15.                   O anteprojeto prevê também, como dito antes, a responsabilidade judicial da pessoa jurídica, que poderá ser operacionalizada por meio de ação civil ajuizada pelos entes federativos, entidades públicas e pelo Ministério Público, com o objetivo de aplicar sanções mais graves a pessoas jurídicas já sancionadas na esfera administrativa.

16.                   Assim, cria-se um sistema de cooperação entre os entes públicos e o Ministério Público no combate à corrupção, bem como mecanismos subsidiários de responsabilização da pessoa jurídica, buscando-se, pois, evitar e coibir omissões que possam gerar a prescrição dos atos ilícitos.

17.                   Tanto no referente às sanções administrativas quanto às civis, o anteprojeto estabelece sanções pecuniárias e não-pecuniárias. Em ambos os casos, busca-se não só reprimir o ato ilícito praticado, como também evitar a sua reiteração, seja por meio do caráter pedagógico do valor da multa e da publicação da decisão condenatória em meios de comunicação de grande circulação, seja por meio da proibição de receber incentivos governamentais e de contratar com o Poder Público.

18.                   As sanções previstas para a responsabilização judicial da pessoa jurídica têm, ao seu turno, o propósito também de complementar as penalidades aplicadas na esfera administrativa. Trata-se de penalidades mais graves que serão aplicadas após o crivo do Poder Judiciário, como a dissolução compulsória de pessoas jurídicas utilizadas para facilitar ou promover a prática de atos ilícitos.

19.                   Importante destacar que a proposta leva em consideração os princípios da conservação da empresa e da manutenção das relações trabalhistas ao estabelecer as sanções administrativas e civis, princípios de extrema importância especialmente no quadro atual de crise econômica mundial. No âmbito administrativo, por exemplo, o anteprojeto estabelece parâmetros claros para a aplicação da sanção de multa, instituindo limites mínimos e máximos para o seu valor, de forma a contemplar a realidade de faturamento tanto de pequenas e médias empresas, como de grandes empresas, inclusive, exportadoras. Na esfera judicial, são previstas hipóteses específicas cuja gravidade justifica amplamente a sanção de dissolução compulsória da empresa.

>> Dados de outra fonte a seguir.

//! Pipeline error types for spec validation and dispatch failures.
//!
//! - [`PipelineSpecError`]: problems found while validating a
//!   [`PipelineSpec`](super::spec::PipelineSpec) (bad discrete-format rules,
//!   duplicate feature keys, unknown module types, ...)
//! - [`PipelineRuntimeError`]: a module failed while an item was being
//!   dispatched through a running pipeline
//!
//! Both carry a stable [`ErrorCode`], a JSON pointer `path` locating the
//! module (`/features/1`, `/classifier`), a human-readable `message`, and an
//! optional `hint`.

use serde::{Deserialize, Serialize};
use thiserror::Error;

use super::error_code::ErrorCode;
use super::traits::StageType;
use crate::errors::SocialMeterError;

// ─── Spec (build-time) errors ───────────────────────────────────────────────

/// A validation error found in a pipeline spec before any pipeline is built.
///
/// # Display format
///
/// ```text
/// [invalid_rule] /features/0/rules/1: Rule '3<5' matches no known format
/// ```
#[derive(Error, Debug, Clone, PartialEq, Eq, Serialize, Deserialize)]
#[error("[{code}] {path}: {message}")]
pub struct PipelineSpecError {
    /// Stable error code for programmatic matching.
    pub code: ErrorCode,

    /// JSON pointer into the spec identifying the problematic location.
    pub path: String,

    /// Human-readable description of the problem.
    pub message: String,

    /// Optional suggestion for how to fix the problem.
    #[serde(skip_serializing_if = "Option::is_none")]
    pub hint: Option<String>,
}

impl PipelineSpecError {
    /// Create a new spec error.
    pub fn new(code: ErrorCode, path: impl Into<String>, message: impl Into<String>) -> Self {
        Self {
            code,
            path: path.into(),
            message: message.into(),
            hint: None,
        }
    }

    /// Attach a hint suggesting how to fix the problem.
    pub fn with_hint(mut self, hint: impl Into<String>) -> Self {
        self.hint = Some(hint.into());
        self
    }
}

// ─── Runtime (dispatch-time) errors ─────────────────────────────────────────

/// A failure that occurred while a module processed an item.
///
/// # Display format
///
/// ```text
/// [not_trained] /classifier/0 (stage: classify): Classifier not trained: ...
/// ```
#[derive(Error, Debug, Clone, PartialEq, Eq, Serialize, Deserialize)]
#[error("[{code}] {path} (stage: {stage}): {message}")]
pub struct PipelineRuntimeError {
    /// Stable error code for programmatic matching.
    pub code: ErrorCode,

    /// JSON pointer identifying the failing module, e.g. `/features/2`.
    pub path: String,

    /// Name of the stage that failed (e.g., `"feature_extract"`).
    pub stage: String,

    /// Human-readable description of the failure.
    pub message: String,

    /// Optional suggestion for how to fix or work around the failure.
    #[serde(skip_serializing_if = "Option::is_none")]
    pub hint: Option<String>,
}

impl PipelineRuntimeError {
    /// Create a new runtime error.
    pub fn new(
        code: ErrorCode,
        path: impl Into<String>,
        stage: impl Into<String>,
        message: impl Into<String>,
    ) -> Self {
        Self {
            code,
            path: path.into(),
            stage: stage.into(),
            message: message.into(),
            hint: None,
        }
    }

    /// Attach a hint suggesting how to fix or work around the failure.
    pub fn with_hint(mut self, hint: impl Into<String>) -> Self {
        self.hint = Some(hint.into());
        self
    }

    /// Wrap a module failure, locating it by stage and position in its link.
    pub fn from_module(stage: StageType, index: usize, err: &SocialMeterError) -> Self {
        let code = match err {
            SocialMeterError::NotTrained { .. } => ErrorCode::NotTrained,
            SocialMeterError::Backend { .. } => ErrorCode::BackendFailed,
            SocialMeterError::UnknownField { .. } => ErrorCode::UnknownField,
            SocialMeterError::FieldConflict { .. } => ErrorCode::DuplicateKey,
            _ => ErrorCode::StageFailed,
        };
        let runtime = Self::new(
            code,
            format!("{}/{}", stage.spec_path(), index),
            stage.as_str(),
            err.to_string(),
        );
        match code {
            ErrorCode::NotTrained => {
                runtime.with_hint("Call Pipeline::train before starting or dispatching")
            }
            _ => runtime,
        }
    }
}

#[cfg(test)]
mod tests {
    use super::*;

    // ─── PipelineSpecError ──────────────────────────────────────────────

    #[test]
    fn test_spec_error_display() {
        let err = PipelineSpecError::new(
            ErrorCode::MissingStage,
            "/classifier",
            "A classifier module is required",
        );
        assert_eq!(
            err.to_string(),
            "[missing_stage] /classifier: A classifier module is required"
        );
    }

    #[test]
    fn test_spec_error_json_format() {
        let err = PipelineSpecError::new(
            ErrorCode::InvalidRule,
            "/features/0/rules/1",
            "Rule '3<5' matches no known format",
        )
        .with_hint("Use lo_hi, lo-hi, bound< or bound>");

        let value: serde_json::Value = serde_json::to_value(&err).unwrap();
        assert_eq!(value["code"], "invalid_rule");
        assert_eq!(value["path"], "/features/0/rules/1");
        assert_eq!(value["hint"], "Use lo_hi, lo-hi, bound< or bound>");
    }

    #[test]
    fn test_spec_error_without_hint_omits_field() {
        let err = PipelineSpecError::new(ErrorCode::DuplicateKey, "/features/2", "dup");
        let value: serde_json::Value = serde_json::to_value(&err).unwrap();
        assert!(value.get("hint").is_none());
    }

    // ─── PipelineRuntimeError ───────────────────────────────────────────

    #[test]
    fn test_runtime_error_from_not_trained() {
        let err = PipelineRuntimeError::from_module(
            StageType::Classify,
            0,
            &SocialMeterError::not_trained("no feature keys bound"),
        );
        assert_eq!(err.code, ErrorCode::NotTrained);
        assert_eq!(err.path, "/classifier/0");
        assert_eq!(err.stage, "classify");
        assert!(err.hint.is_some());
        assert!(err.to_string().starts_with("[not_trained] /classifier/0 (stage: classify)"));
    }

    #[test]
    fn test_runtime_error_serde_roundtrip() {
        let err = PipelineRuntimeError::from_module(
            StageType::FeatureExtract,
            2,
            &SocialMeterError::data("feature is not numeric"),
        );
        let json = serde_json::to_string(&err).unwrap();
        let back: PipelineRuntimeError = serde_json::from_str(&json).unwrap();
        assert_eq!(back, err);
        assert_eq!(back.path, "/features/2");
    }
}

20.                   Por outro lado, com relação à responsabilização na esfera administrativa, a presente proposta de legislação prevê meios para impedir que novas pessoas jurídicas constituídas no intuito de burlar sanções impostas administrativamente mantenham relações com a Administração Pública. Tal prática gera uma cadeia de empresas constituídas com o propósito único de fraudar e lesar a Administração Pública, o que deve ser impedido. Ademais, o anteprojeto cria mecanismos para combater a utilização de terceiros para ocultar os reais interesses da pessoa jurídica ou os verdadeiros beneficiários de determinadas condutas ilícitas.

21.                   Entre as medidas criadas para combater tais práticas ilícitas, destaque-se a previsão de desconsideração da personalidade jurídica em sede administrativa, na hipótese de se verificar abuso do direito para encobrir, dissimular ou facilitar a prática das infrações previstas pelo normativo ou para provocar confusão patrimonial entre os bens dos sócios e da empresa.

22.                   O efeito previsto para a desconsideração é a possibilidade de se aplicar aos sócios com poderes de administração e aos administradores da pessoa jurídica as mesmas sanções cabíveis contra ela, estendendo-se, por exemplo, a declaração de inidoneidade da empresa para as pessoas naturais envolvidas na prática dos ilícitos.

23.                   São, portanto, todas essas, medidas que visam a coibir, a prevenir e a combater a prática de ilícitos e a moralizar as relações entre empresas privadas e a Administração Pública. 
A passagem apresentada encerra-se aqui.